Mark Strand’s poem “Eating Poetry” describes his transformative elation at reading poetry. The title seems like it has metaphorical meaning, until the reader realizes that he literally ingests the printed words.
Interpreted metaphorically, the title “Eating Poetry” seems to express Strand’s figurative consumption of poetry. He could be enthusiastically reading, thinking about, and experiencing the poem’s content, images, literary devices, and so on. Instead, Strand reveals that he is physically devouring the pages onto which the words are printed:
Ink runs from the corners of my mouth.
Like a gleeful child, he has stuffed the pages into his mouth and gorged himself on the words to the point where they overflow like juice dripping out of his lips. He admits,
I have been eating poetry.
He confirms that he is literally munching on poetry by introducing a librarian dismayed by his actions. She cannot “believe what she sees,” this absurd scene. And who else would believe and understand, as well? After all, how often does she (or any onlooker) witness a patron taking bites of a document and then chewing and swallowing the pieces—and with abandon, as Strand emphasizes,
There is no happiness like mine.
The librarian may or may not understand his enthusiastic appreciation for poetry, but she certainly does not share his enthusiasm for literally eating poetry; to her, he is simply destroying library property. She is “sad” and unsure how to handle this surreal situation:
The poems are gone.
The light is dim.
The dogs are on the basement stairs and coming up.

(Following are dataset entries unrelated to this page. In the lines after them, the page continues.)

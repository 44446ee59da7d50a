pub mod announcement_service;
pub mod auth;
pub mod cep_service;
pub mod component_service;
pub mod customer_service;
pub mod dashboard_service;
pub mod order_service;
pub mod error;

By now, the poor librarian is completely upset. On top of everything, Strand has turned into a gleeful canine; he kneels down and licks her hand (as dogs do when they express happiness and fondness). Understandably she screams—after all, the scene now is chaotic, the man’s behavior is frighteningly bizarre, and the question of if he will eat her next is valid. Strand declares,
I am a new man.
I snarl at her and bark.
I romp with joy in the bookish dark.
Eating—metaphorically (reading) and literally (physically consuming)—has made Strand into a “new man.” He does not “snarl” out of aggression but fervor. He barks with zeal and then frolics (“romp with joy”) like an unleashed puppy in the now-closed library (“bookish dark").
What is the act of eating poetry a metaphor for in "Eating Poetry"?
In the opening stanza of the poem the speaker proclaims, "There is no happiness like mine. / I have been eating poetry." This could be read as a metaphor for the speaker's excessive fondness for reading poetry. He reads so much poetry that it feels to him like he is literally devouring it, as a glutton might devour food. This metaphor also conveys the idea that the poetry the speaker reads stays with him for a long time or, put another way, has a long-lasting impact on him. In the same way, food that is ingested will stay in one's body for some time afterwards.
Although the eating of poetry might be read as a metaphor, it might also be taken literally. By the end of the poem it seems likely that the speaker of the poem is in fact a dog, who has literally eaten some poetry books in the library. Indeed in the second stanza of the poem, we are told that the "librarian does not believe what she sees." This might indicate the librarian's shock and despair at seeing a pile of torn, half-eaten poetry books in her library. Later in the poem, in the fifth stanza, the speaker, referring to the librarian, says, "I get on my knees and lick her hand." In the final stanza he says, "I snarl at her and bark." Both of these quotes would seem to confirm the idea that the speaker of the poem is in fact a dog, who has literally, mischievously, been eating his way through a pile of library poetry books.